Frente a tales historias y sus ecos contemporáneos, hay mucho en juego al aprender a preguntar qué tipo de límites son verdaderamente necesarios y sostenibles. Como lo expresa el periodista Todd Miller en Construye puentes, no muros: Un viaje a un mundo sin fronteras: “¿Qué tipo de mundo crudo y hermoso se encuentra más allá de las vallas y los muros que confinan no solo nuestros cuerpos, sino también nuestra imaginación, nuestro lenguaje, nuestra propia humanidad?”
La promesa de tal visión se manifiesta a través de muchas de las personas e historias que he encontrado en los últimos ocho años, a través de mi trabajo de campo en más de una docena de estados de todo el país después de la primera victoria electoral presidencial de Donald Trump.
Pienso, por ejemplo, en las mujeres negras y blancas de la Denton Women’s Interracial Fellowship que lideraron una lucha local por la desegregación en Texas en la década de 1960, reuniéndose en un pueblo del norte de Texas que había exiliado a toda su población negra solo unas décadas antes. Pienso en Mark Baumer, un escritor y activista residente en Providence, Rhode Island, que en 2016 se propuso caminar descalzo por todo Estados Unidos para protestar contra la inminente catástrofe climática. Pereció en una trágica colisión con un SUV en la Península de Florida, y sin embargo, su historia invita a una seria reinterpretación de nuestras calles estadounidenses con su visión de una carretera hospitalaria para todos los seres vivos. Y pienso en Claire Coder, una joven que conocí en Ohio y que creció con una dieta diaria de radio de debate conservadora, atrapada en el fuego cruzado entre una madre “liberal chalada” y un padre que condenaría incluso los lápices gratuitos de la escuela primaria como “ayudas gubernamentales”. Finalmente dejó la universidad para convertirse en activista por la equidad menstrual y ayudó a acuñar uno de los eslóganes más populares de las marchas de mujeres de 2017: “Derribar muros, no construirlos”.

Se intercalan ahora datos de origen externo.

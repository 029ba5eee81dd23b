pub mod state;
pub mod integrator;
pub mod system;
pub mod runner;
pub mod event;

pub use state::State;
pub use system::RdSystem;
pub use runner::{evolve, record, record_with, Recording};
pub use integrator::euler_step;
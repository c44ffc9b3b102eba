//! File-name glob matching.
//!
//! Globs match the file name only, never the directory part. `*` matches
//! any run of characters and `?` a single character; everything else is
//! literal.

use std::fmt;
use std::path::Path;

use regex::Regex;

use crate::error::{Result, RetintError};

/// A single compiled file-name glob.
#[derive(Debug, Clone)]
pub struct Glob {
    pattern: String,
    regex: Regex,
}

impl Glob {
    pub fn new(pattern: &str) -> Result<Self> {
        if pattern.is_empty() || pattern.contains('/') {
            return Err(RetintError::Config {
                message: format!("Invalid file glob: '{}'", pattern),
                help: Some("Globs match file names, e.g. '*.css' or 'gtkrc'".to_string()),
            });
        }

        let mut source = String::from("^");
        for c in pattern.chars() {
            match c {
                '*' => source.push_str(".*"),
                '?' => source.push('.'),
                other => source.push_str(&regex::escape(&other.to_string())),
            }
        }
        source.push('$');

        let regex = Regex::new(&source).map_err(|e| RetintError::Config {
            message: format!("Invalid file glob '{}': {}", pattern, e),
            help: None,
        })?;

        Ok(Self {
            pattern: pattern.to_string(),
            regex,
        })
    }

    pub fn matches_name(&self, name: &str) -> bool {
        self.regex.is_match(name)
    }
}

impl fmt::Display for Glob {
    fn fmt(&self, f: &mut fmt::Formatter<'_>) -> fmt::Result {
        f.write_str(&self.pattern)
    }
}

/// A set of globs; a file passes when any of them matches its name.
#[derive(Debug, Clone, Default)]
pub struct FileFilter {
    globs: Vec<Glob>,
}

impl FileFilter {
    pub fn new<S: AsRef<str>>(patterns: impl IntoIterator<Item = S>) -> Result<Self> {
        let globs = patterns
            .into_iter()
            .map(|p| Glob::new(p.as_ref()))
            .collect::<Result<Vec<_>>>()?;
        Ok(Self { globs })
    }

    pub fn is_empty(&self) -> bool {
        self.globs.is_empty()
    }

    pub fn matches(&self, path: &Path) -> bool {
        path.file_name()
            .and_then(|n| n.to_str())
            .map(|name| self.globs.iter().any(|g| g.matches_name(name)))
            .unwrap_or(false)
    }
}
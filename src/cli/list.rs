//! List command implementation.
//!
//! Prints the known sets per kind, marking the ones absent from the source
//! tree.

use std::path::{Path, PathBuf};

use clap::Args;

use crate::catalog::{Catalog, SetKind};
use crate::error::Result;
use crate::output::Printer;

/// List known theme and icon sets
#[derive(Args, Debug)]
pub struct ListArgs {
    /// Root of the source tree
    #[arg(long, short, default_value = ".")]
    pub source: PathBuf,

    /// Also list the wallpapers
    #[arg(long)]
    pub wallpapers: bool,
}

pub fn run(args: ListArgs, printer: &Printer) -> Result<()> {
    let (catalog, _) = Catalog::load(&args.source)?;

    for (label, kind) in [("Themes", SetKind::Theme), ("Icons", SetKind::Icons)] {
        let names: Vec<String> = inventory(&catalog, kind, &args.source)
            .into_iter()
            .map(|(name, present)| {
                if present {
                    name
                } else {
                    format!("{} {}", name, printer.dim("(missing)"))
                }
            })
            .collect();
        if !names.is_empty() {
            printer.info(label, &names.join(", "));
        }
    }

    if args.wallpapers {
        let files: Vec<String> = catalog
            .wallpapers()
            .iter()
            .map(|w| w.file.display().to_string())
            .collect();
        printer.info("Wallpapers", &files.join(", "));
    }

    Ok(())
}

/// Set names of `kind` and whether each exists under `source`.
fn inventory(catalog: &Catalog, kind: SetKind, source: &Path) -> Vec<(String, bool)> {
    let mut sets: Vec<(String, bool)> = catalog
        .sets_of(kind)
        .map(|s| (s.name(), s.source_dir(source).is_dir()))
        .collect();
    sets.sort();
    sets
}
//! Substitution rules and their compiled form.

use std::fmt;

use regex::{Captures, Regex, RegexBuilder};

use crate::error::{Result, RetintError};

use super::FileFilter;

/// What a rule searches for.
#[derive(Debug, Clone, PartialEq, Eq)]
pub enum Pattern {
    /// Matched verbatim (ignoring case).
    Literal(String),
    /// A regular expression, matched ignoring case.
    Regex(String),
}

impl Pattern {
    fn source(&self) -> String {
        match self {
            Pattern::Literal(text) => regex::escape(text),
            Pattern::Regex(source) => source.clone(),
        }
    }

    fn as_str(&self) -> &str {
        match self {
            Pattern::Literal(text) | Pattern::Regex(text) => text,
        }
    }
}

impl fmt::Display for Pattern {
    fn fmt(&self, f: &mut fmt::Formatter<'_>) -> fmt::Result {
        match self {
            Pattern::Literal(text) => write!(f, "'{}'", text),
            Pattern::Regex(source) => write!(f, "/{}/", source),
        }
    }
}

/// A (file glob, pattern, replacement) triple.
///
/// Replacements are inserted literally; `$` has no special meaning.
#[derive(Debug, Clone)]
pub struct SubstitutionRule {
    pub files: FileFilter,
    pub pattern: Pattern,
    pub replacement: String,
}

impl SubstitutionRule {
    pub fn literal(files: FileFilter, from: impl Into<String>, to: impl Into<String>) -> Self {
        Self {
            files,
            pattern: Pattern::Literal(from.into()),
            replacement: to.into(),
        }
    }

    pub fn regex(files: FileFilter, source: impl Into<String>, to: impl Into<String>) -> Self {
        Self {
            files,
            pattern: Pattern::Regex(source.into()),
            replacement: to.into(),
        }
    }

    /// Check that the pattern compiles and cannot match empty text.
    pub fn validate(&self) -> Result<()> {
        let regex = build(&self.pattern.source()).map_err(|e| RetintError::Config {
            message: format!("Invalid pattern {}: {}", self.pattern, e),
            help: None,
        })?;

        if self.pattern.as_str().is_empty() || regex.is_match("") {
            return Err(RetintError::Config {
                message: format!("Pattern {} matches empty text", self.pattern),
                help: Some("Substitution patterns must consume at least one character".to_string()),
            });
        }

        Ok(())
    }
}

fn build(source: &str) -> std::result::Result<Regex, regex::Error> {
    RegexBuilder::new(source).case_insensitive(true).build()
}

/// Several rules folded into one case-insensitive alternation.
///
/// The whole line is scanned once, so a replacement is never matched again
/// by a later rule. Where two rules match at the same position the one
/// declared first wins.
#[derive(Debug, Clone)]
pub struct CompiledRules {
    regex: Regex,
    groups: Vec<String>,
    replacements: Vec<String>,
}

/// Result of applying compiled rules to a piece of text.
#[derive(Debug, Clone, PartialEq, Eq)]
pub struct Applied {
    pub text: String,
    pub replacements: usize,
}

impl CompiledRules {
    pub fn compile<'a>(rules: impl IntoIterator<Item = &'a SubstitutionRule>) -> Result<Self> {
        let mut alternatives = Vec::new();
        let mut groups = Vec::new();
        let mut replacements = Vec::new();

        for (index, rule) in rules.into_iter().enumerate() {
            rule.validate()?;
            let group = format!("__rule{}", index);
            alternatives.push(format!("(?P<{}>{})", group, rule.pattern.source()));
            groups.push(group);
            replacements.push(rule.replacement.clone());
        }

        if alternatives.is_empty() {
            return Err(RetintError::Config {
                message: "No substitution rules to compile".to_string(),
                help: None,
            });
        }

        let regex = build(&alternatives.join("|")).map_err(|e| RetintError::Config {
            message: format!("Failed to combine substitution rules: {}", e),
            help: None,
        })?;

        Ok(Self {
            regex,
            groups,
            replacements,
        })
    }

    /// Apply every rule to one line (without its terminator).
    pub fn replace_line(&self, line: &str) -> (String, usize) {
        let mut count = 0;
        let replaced = self.regex.replace_all(line, |caps: &Captures| {
            count += 1;
            self.groups
                .iter()
                .position(|g| caps.name(g).is_some())
                .map(|i| self.replacements[i].clone())
                .unwrap_or_else(|| caps[0].to_string())
        });
        (replaced.into_owned(), count)
    }

    /// Apply every rule line by line, keeping line terminators intact.
    pub fn apply(&self, text: &str) -> Applied {
        let mut out = String::with_capacity(text.len());
        let mut replacements = 0;

        for line in text.split_inclusive('\n') {
            let (body, ending) = split_line_ending(line);
            let (replaced, count) = self.replace_line(body);
            out.push_str(&replaced);
            out.push_str(ending);
            replacements += count;
        }

        Applied {
            text: out,
            replacements,
        }
    }
}

fn split_line_ending(line: &str) -> (&str, &str) {
    if let Some(body) = line.strip_suffix("\r\n") {
        (body, "\r\n")
    } else if let Some(body) = line.strip_suffix('\n') {
        (body, "\n")
    } else {
        (line, "")
    }
}
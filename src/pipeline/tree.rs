//! Target tree preparation.
//!
//! A target tree is always rebuilt from scratch: the previous output is
//! removed and the source set copied over, symlinks included.

use std::fs;
use std::path::{Path, PathBuf};

use walkdir::WalkDir;

use crate::error::{Result, RetintError};

/// Remove `dest` if present and copy `source` into it.
///
/// Returns the number of regular files copied.
pub fn recreate_tree(source: &Path, dest: &Path) -> Result<usize> {
    let source = source
        .canonicalize()
        .map_err(|e| RetintError::io(source, format!("Missing source directory: {}", e)))?;

    if resolved(dest)?.starts_with(&source) {
        return Err(RetintError::Config {
            message: format!("Output {} lies inside its source", dest.display()),
            help: Some("Install into a directory outside the source tree".to_string()),
        });
    }

    remove_existing(dest)?;
    copy_tree(&source, dest)
}

/// Absolute form of a path that may not exist yet, resolving its parent.
fn resolved(path: &Path) -> Result<PathBuf> {
    let absolute = if path.is_absolute() {
        path.to_path_buf()
    } else {
        std::env::current_dir()?.join(path)
    };

    match (absolute.parent(), absolute.file_name()) {
        (Some(parent), Some(name)) => Ok(parent
            .canonicalize()
            .map(|p| p.join(name))
            .unwrap_or(absolute.clone())),
        _ => Ok(absolute),
    }
}

fn remove_existing(path: &Path) -> Result<()> {
    let Ok(metadata) = fs::symlink_metadata(path) else {
        return Ok(());
    };

    let removed = if metadata.is_dir() {
        fs::remove_dir_all(path)
    } else {
        fs::remove_file(path)
    };
    removed.map_err(|e| RetintError::io(path, format!("Failed to remove previous output: {}", e)))
}

fn copy_tree(source: &Path, dest: &Path) -> Result<usize> {
    let mut files = 0;

    for entry in WalkDir::new(source).follow_links(false) {
        let entry = entry.map_err(|e| RetintError::Io {
            path: e.path().unwrap_or(source).to_path_buf(),
            message: e.to_string(),
        })?;

        let relative = entry.path().strip_prefix(source).unwrap_or(entry.path());
        let target: PathBuf = dest.join(relative);
        let file_type = entry.file_type();

        if file_type.is_dir() {
            fs::create_dir_all(&target).map_err(|e| {
                RetintError::io(&target, format!("Failed to create directory: {}", e))
            })?;
        } else if file_type.is_symlink() {
            copy_symlink(entry.path(), &target)?;
        } else {
            fs::copy(entry.path(), &target)
                .map_err(|e| RetintError::io(&target, format!("Failed to copy file: {}", e)))?;
            files += 1;
        }
    }

    Ok(files)
}

#[cfg(unix)]
fn copy_symlink(link: &Path, target: &Path) -> Result<()> {
    let points_to = fs::read_link(link).map_err(|e| RetintError::io(link, e))?;
    std::os::unix::fs::symlink(&points_to, target)
        .map_err(|e| RetintError::io(target, format!("Failed to create symlink: {}", e)))
}

#[cfg(not(unix))]
fn copy_symlink(link: &Path, target: &Path) -> Result<()> {
    if link.is_dir() {
        return copy_tree(link, target).map(|_| ());
    }
    fs::copy(link, target)
        .map(|_| ())
        .map_err(|e| RetintError::io(target, format!("Failed to copy file: {}", e)))
}

#[cfg(test)]
mod tests {
    use super::*;
    use tempfile::tempdir;

    fn seed(root: &Path) {
        fs::create_dir_all(root.join("gtk-3.0/assets")).unwrap();
        fs::write(root.join("index.theme"), "Name=Yaru\n").unwrap();
        fs::write(root.join("gtk-3.0/gtk.css"), "a {}").unwrap();
        fs::write(root.join("gtk-3.0/assets/check.svg"), "<svg/>").unwrap();
    }

    #[test]
    fn test_copies_tree() {
        let src = tempdir().unwrap();
        let out = tempdir().unwrap();
        seed(src.path());

        let dest = out.path().join("Yaru-Blue");
        let files = recreate_tree(src.path(), &dest).unwrap();

        assert_eq!(files, 3);
        assert_eq!(fs::read_to_string(dest.join("index.theme")).unwrap(), "Name=Yaru\n");
        assert!(dest.join("gtk-3.0/assets/check.svg").exists());
    }

    #[test]
    fn test_previous_output_removed() {
        let src = tempdir().unwrap();
        let out = tempdir().unwrap();
        seed(src.path());

        let dest = out.path().join("Yaru-Blue");
        fs::create_dir_all(&dest).unwrap();
        fs::write(dest.join("stale.css"), "old").unwrap();

        recreate_tree(src.path(), &dest).unwrap();

        assert!(!dest.join("stale.css").exists());
        assert!(dest.join("index.theme").exists());
    }

    #[test]
    fn test_missing_source_is_error() {
        let out = tempdir().unwrap();
        let missing = Path::new("/nonexistent/themes/Yaru");
        assert!(recreate_tree(missing, &out.path().join("x")).is_err());
    }

    #[test]
    fn test_dest_inside_source_rejected() {
        let src = tempdir().unwrap();
        seed(src.path());
        let err = recreate_tree(src.path(), &src.path().join("out")).unwrap_err();
        assert!(matches!(err, RetintError::Config { .. }));
    }

    #[cfg(unix)]
    #[test]
    fn test_symlinks_recreated() {
        let src = tempdir().unwrap();
        let out = tempdir().unwrap();
        seed(src.path());
        std::os::unix::fs::symlink("gtk-3.0", src.path().join("gtk-4.0")).unwrap();

        let dest = out.path().join("Yaru-Blue");
        recreate_tree(src.path(), &dest).unwrap();

        let link = dest.join("gtk-4.0");
        assert!(fs::symlink_metadata(&link).unwrap().file_type().is_symlink());
        assert_eq!(fs::read_link(&link).unwrap(), PathBuf::from("gtk-3.0"));
    }
}
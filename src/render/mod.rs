//! Rendering module for retint.
//!
//! Everything that produces image or theme artifacts beyond text
//! substitution: rasterized assets, tinted wallpapers and the dock theme.

mod assets;
mod dock;
mod raster;
mod wallpaper;

pub use assets::{regenerate_assets, AssetReport, DENSITY_SUFFIX};
pub use dock::{write_dock_theme, DockColour, DockTheme, DOCK_THEME_FILENAME};
pub use raster::{run_tool, ExternalRasterizer, RasterTool, Rasterizer};
pub use wallpaper::{generate_wallpapers, Tint};

#[cfg(test)]
pub(crate) use assets::tests::{seed_asset, FakeRasterizer};
//! Colour command implementation.
//!
//! Shows what a target colour turns into, either at the given lightness
//! offsets or across a set's whole substitution table.

use std::path::PathBuf;

use clap::Args;

use crate::catalog::{Catalog, SetKind};
use crate::error::Result;
use crate::types::ColourSpec;

/// Print colour variants or a set's substitution table
#[derive(Args, Debug)]
pub struct ColourArgs {
    /// Target colour (#RRGGBB)
    #[arg(value_name = "HEX")]
    pub colour: String,

    /// Lightness offset to apply (repeatable)
    #[arg(long, short, allow_negative_numbers = true)]
    pub offset: Vec<i32>,

    /// Print the substitution table of this set instead
    #[arg(long, conflicts_with = "offset")]
    pub set: Option<String>,

    /// Kind of set named by --set
    #[arg(long, short, value_enum, default_value_t = SetKind::Theme)]
    pub kind: SetKind,

    /// Root of the source tree (for retint.yaml)
    #[arg(long, short, default_value = ".")]
    pub source: PathBuf,
}

pub fn run(args: ColourArgs) -> Result<()> {
    for line in lines(&args)? {
        println!("{}", line);
    }
    Ok(())
}

fn lines(args: &ColourArgs) -> Result<Vec<String>> {
    let target = ColourSpec::from_hex(&args.colour)?;

    if let Some(name) = &args.set {
        let (catalog, _) = Catalog::load(&args.source)?;
        let set = catalog.get(args.kind, name)?;
        return Ok(set
            .colour_table(&target)?
            .into_iter()
            .zip(&set.colours)
            .map(|((from, to), entry)| {
                format!("{} -> {}  {:>4}", from, to, format!("{:+}", entry.offset))
            })
            .collect());
    }

    let offsets = if args.offset.is_empty() {
        vec![0]
    } else {
        args.offset.clone()
    };

    Ok(offsets
        .into_iter()
        .map(|offset| {
            let shifted = target.with_lightness_offset(offset);
            format!(
                "{:>4}  {}  {}",
                format!("{:+}", offset),
                shifted,
                shifted.colour().to_rgb_triple()
            )
        })
        .collect())
}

“Algunas de las tareas más difíciles de nuestras vidas son la reivindicación de las diferencias y aprender a usar esas diferencias como puentes en lugar de barreras entre nosotros”, observó la escritora Audre Lorde. Estas palabras nos recuerdan una herencia disidente esencial para los Estados Unidos que conocemos ahora, la visión crítica de aquellos que han entendido la ocupación de este continente y su lógica capitalista de otra manera, aquellos que han dado voz a la posibilidad de formas más radicales de vida colectiva en este país.
En este espíritu, a lo largo de mi libro, presto atención al trabajo de activistas de muchos tipos —defensores de migrantes y refugiados, organizadoras feministas, agitadores por el espacio compartido, el agua limpia y las carreteras seguras— para considerar cómo podría ser y sentirse una sociedad estadounidense más justa y abierta. Este trabajo puede ayudarnos a imaginar y cultivar alternativas sociales y formas inesperadas de conexión a través de las rígidas líneas que muchos de nosotros damos por sentadas con tanta facilidad.
No hay mejor manera de aprender de nuevo a recibir a los extraños en esta tierra como posibles parientes. Necesitamos enfrentar los muchos muros con los que hemos llegado a vivir y lo que podría significar derribarlos.